▼▼▼

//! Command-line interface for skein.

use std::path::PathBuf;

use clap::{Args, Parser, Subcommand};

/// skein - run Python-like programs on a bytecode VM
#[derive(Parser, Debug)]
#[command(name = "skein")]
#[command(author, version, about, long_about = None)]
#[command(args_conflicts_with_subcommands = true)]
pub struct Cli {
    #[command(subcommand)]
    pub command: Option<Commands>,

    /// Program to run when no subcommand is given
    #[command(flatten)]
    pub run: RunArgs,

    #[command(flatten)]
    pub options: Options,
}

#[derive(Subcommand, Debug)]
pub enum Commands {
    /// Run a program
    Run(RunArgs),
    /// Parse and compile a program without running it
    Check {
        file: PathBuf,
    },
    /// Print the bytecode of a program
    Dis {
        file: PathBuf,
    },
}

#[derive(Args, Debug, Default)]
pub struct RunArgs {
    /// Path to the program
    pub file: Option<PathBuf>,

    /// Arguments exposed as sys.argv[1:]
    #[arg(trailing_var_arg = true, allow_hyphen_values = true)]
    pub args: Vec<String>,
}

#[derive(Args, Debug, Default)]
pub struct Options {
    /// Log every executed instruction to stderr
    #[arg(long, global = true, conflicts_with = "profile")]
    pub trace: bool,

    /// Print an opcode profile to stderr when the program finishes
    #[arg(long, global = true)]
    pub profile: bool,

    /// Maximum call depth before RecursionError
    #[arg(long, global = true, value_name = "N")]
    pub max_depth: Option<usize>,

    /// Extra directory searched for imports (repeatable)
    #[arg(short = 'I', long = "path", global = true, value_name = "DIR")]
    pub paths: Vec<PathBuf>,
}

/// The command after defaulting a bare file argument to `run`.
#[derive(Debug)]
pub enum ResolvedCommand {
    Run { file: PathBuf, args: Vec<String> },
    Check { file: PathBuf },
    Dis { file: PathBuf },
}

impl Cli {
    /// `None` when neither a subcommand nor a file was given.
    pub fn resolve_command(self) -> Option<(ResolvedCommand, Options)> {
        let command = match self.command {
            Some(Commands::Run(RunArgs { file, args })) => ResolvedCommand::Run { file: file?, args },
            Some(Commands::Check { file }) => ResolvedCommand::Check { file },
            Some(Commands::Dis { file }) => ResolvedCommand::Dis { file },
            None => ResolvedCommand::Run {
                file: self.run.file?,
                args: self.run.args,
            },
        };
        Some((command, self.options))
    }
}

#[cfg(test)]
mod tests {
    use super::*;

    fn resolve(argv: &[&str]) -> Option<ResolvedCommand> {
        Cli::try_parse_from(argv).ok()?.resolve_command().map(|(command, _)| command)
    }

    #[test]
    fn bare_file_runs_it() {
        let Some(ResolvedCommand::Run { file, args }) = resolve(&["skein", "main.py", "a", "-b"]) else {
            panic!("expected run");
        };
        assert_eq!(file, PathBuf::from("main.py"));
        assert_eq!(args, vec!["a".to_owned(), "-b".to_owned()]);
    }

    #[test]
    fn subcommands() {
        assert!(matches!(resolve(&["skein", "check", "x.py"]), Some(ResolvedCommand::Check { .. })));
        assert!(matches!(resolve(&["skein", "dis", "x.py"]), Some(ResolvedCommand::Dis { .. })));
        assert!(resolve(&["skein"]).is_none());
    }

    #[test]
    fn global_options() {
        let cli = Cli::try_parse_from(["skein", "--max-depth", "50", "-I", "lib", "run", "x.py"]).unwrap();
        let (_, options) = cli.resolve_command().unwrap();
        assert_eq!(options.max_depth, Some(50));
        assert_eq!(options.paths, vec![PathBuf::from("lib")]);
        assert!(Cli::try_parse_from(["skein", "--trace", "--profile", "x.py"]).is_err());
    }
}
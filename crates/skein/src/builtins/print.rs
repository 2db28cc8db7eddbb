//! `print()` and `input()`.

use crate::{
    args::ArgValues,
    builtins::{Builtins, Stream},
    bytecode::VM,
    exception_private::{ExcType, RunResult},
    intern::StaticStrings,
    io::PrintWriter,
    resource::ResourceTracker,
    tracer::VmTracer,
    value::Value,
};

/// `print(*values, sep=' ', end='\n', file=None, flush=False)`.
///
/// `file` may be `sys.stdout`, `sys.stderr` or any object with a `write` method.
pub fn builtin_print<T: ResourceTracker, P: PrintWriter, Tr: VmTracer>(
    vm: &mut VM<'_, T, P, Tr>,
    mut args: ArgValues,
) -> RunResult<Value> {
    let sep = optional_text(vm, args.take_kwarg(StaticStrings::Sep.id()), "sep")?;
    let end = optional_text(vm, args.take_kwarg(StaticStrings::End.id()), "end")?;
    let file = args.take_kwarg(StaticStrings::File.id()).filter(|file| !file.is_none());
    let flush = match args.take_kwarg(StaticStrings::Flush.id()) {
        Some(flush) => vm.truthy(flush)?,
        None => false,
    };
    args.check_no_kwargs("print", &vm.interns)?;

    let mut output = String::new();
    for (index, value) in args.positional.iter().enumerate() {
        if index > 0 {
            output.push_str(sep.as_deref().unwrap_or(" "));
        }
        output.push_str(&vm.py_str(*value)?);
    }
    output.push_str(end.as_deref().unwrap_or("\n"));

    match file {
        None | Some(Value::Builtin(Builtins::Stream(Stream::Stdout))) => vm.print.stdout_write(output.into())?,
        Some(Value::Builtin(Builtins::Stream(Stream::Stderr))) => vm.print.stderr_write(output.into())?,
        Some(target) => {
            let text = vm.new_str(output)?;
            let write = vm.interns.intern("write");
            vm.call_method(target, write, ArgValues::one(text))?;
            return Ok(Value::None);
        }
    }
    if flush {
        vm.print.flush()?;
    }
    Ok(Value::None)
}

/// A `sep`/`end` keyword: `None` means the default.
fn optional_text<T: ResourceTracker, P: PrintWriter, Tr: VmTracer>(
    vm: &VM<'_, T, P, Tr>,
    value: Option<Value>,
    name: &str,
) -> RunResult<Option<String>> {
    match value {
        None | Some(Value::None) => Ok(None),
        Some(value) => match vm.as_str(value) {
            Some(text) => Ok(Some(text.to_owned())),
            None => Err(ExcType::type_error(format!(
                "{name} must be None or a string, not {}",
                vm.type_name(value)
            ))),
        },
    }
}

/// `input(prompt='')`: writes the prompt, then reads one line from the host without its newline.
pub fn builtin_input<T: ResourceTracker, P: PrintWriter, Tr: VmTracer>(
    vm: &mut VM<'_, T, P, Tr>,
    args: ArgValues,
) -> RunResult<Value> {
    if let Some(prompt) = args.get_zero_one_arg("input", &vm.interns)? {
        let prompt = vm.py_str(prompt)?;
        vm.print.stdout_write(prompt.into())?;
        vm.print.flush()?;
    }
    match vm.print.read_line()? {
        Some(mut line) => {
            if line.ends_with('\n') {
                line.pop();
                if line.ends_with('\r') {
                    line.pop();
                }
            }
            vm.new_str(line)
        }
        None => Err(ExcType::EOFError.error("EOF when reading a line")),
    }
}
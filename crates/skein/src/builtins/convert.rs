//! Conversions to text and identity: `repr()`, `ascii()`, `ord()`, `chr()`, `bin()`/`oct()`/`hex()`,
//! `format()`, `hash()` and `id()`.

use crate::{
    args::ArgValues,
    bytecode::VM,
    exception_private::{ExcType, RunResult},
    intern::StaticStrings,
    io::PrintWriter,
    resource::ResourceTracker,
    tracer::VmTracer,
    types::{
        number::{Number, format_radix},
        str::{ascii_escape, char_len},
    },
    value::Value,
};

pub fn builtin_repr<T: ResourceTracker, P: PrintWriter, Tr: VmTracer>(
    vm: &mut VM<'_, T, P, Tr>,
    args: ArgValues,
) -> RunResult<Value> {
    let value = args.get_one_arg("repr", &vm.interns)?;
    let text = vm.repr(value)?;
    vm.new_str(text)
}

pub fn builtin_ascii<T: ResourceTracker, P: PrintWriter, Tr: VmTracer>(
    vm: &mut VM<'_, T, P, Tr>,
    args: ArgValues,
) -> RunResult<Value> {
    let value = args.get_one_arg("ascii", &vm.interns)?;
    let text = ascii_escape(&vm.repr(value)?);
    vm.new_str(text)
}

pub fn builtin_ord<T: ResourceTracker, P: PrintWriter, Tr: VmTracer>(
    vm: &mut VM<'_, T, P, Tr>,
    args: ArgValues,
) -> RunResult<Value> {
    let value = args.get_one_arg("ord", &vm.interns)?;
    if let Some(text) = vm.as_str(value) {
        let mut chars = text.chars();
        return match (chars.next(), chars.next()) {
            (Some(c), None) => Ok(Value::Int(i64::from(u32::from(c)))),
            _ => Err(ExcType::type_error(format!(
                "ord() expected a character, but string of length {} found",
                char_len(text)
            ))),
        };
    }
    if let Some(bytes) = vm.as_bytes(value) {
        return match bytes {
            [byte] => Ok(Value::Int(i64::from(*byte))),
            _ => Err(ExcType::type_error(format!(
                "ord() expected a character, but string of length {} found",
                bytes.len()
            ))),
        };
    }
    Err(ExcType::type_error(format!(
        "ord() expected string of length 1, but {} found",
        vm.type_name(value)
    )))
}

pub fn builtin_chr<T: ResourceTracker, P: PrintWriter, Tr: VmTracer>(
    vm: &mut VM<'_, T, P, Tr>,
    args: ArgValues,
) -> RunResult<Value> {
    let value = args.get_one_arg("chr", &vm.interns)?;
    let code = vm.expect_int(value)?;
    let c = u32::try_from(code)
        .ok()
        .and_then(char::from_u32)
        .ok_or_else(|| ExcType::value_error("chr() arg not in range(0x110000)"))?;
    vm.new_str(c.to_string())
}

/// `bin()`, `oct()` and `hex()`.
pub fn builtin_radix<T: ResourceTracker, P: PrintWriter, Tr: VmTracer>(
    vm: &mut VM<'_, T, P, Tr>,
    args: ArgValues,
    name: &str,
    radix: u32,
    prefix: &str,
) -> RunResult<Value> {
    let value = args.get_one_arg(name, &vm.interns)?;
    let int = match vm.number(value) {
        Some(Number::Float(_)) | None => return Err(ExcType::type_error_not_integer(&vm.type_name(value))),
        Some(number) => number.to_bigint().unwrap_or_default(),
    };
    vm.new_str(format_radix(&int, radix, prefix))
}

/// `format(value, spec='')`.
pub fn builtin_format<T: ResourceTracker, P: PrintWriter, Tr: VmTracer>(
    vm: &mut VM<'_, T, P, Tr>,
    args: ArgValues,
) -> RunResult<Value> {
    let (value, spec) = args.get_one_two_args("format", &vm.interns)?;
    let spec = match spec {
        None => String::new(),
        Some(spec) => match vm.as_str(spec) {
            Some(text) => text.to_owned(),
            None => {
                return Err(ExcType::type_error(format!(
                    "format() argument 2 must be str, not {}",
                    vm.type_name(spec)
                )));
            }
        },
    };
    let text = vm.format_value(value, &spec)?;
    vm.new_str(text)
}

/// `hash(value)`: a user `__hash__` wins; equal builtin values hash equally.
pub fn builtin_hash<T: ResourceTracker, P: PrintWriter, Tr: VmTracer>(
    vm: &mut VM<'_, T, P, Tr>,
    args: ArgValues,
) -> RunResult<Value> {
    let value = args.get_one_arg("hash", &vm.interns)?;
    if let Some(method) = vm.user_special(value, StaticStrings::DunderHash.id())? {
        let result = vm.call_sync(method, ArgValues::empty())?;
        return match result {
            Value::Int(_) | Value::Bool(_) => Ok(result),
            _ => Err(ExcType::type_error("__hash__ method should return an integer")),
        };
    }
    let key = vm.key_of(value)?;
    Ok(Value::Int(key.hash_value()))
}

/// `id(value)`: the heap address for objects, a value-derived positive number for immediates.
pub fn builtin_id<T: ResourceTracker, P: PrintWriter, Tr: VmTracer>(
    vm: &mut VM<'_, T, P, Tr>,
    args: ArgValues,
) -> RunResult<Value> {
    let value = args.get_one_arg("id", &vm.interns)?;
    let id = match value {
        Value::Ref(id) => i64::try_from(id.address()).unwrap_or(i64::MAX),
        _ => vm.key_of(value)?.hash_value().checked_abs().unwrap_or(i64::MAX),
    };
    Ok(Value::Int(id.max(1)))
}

▲▲▲

== What the exercise asks ==
Find the word "flush" in the records and pull out each line that has it.

== Written answer ==
/// `print(*values, sep=' ', end='\n', file=None, flush=False)`.
    let flush = match args.take_kwarg(StaticStrings::Flush.id()) {
        Some(flush) => vm.truthy(flush)?,
    if flush {
        vm.print.flush()?;
        vm.print.flush()?;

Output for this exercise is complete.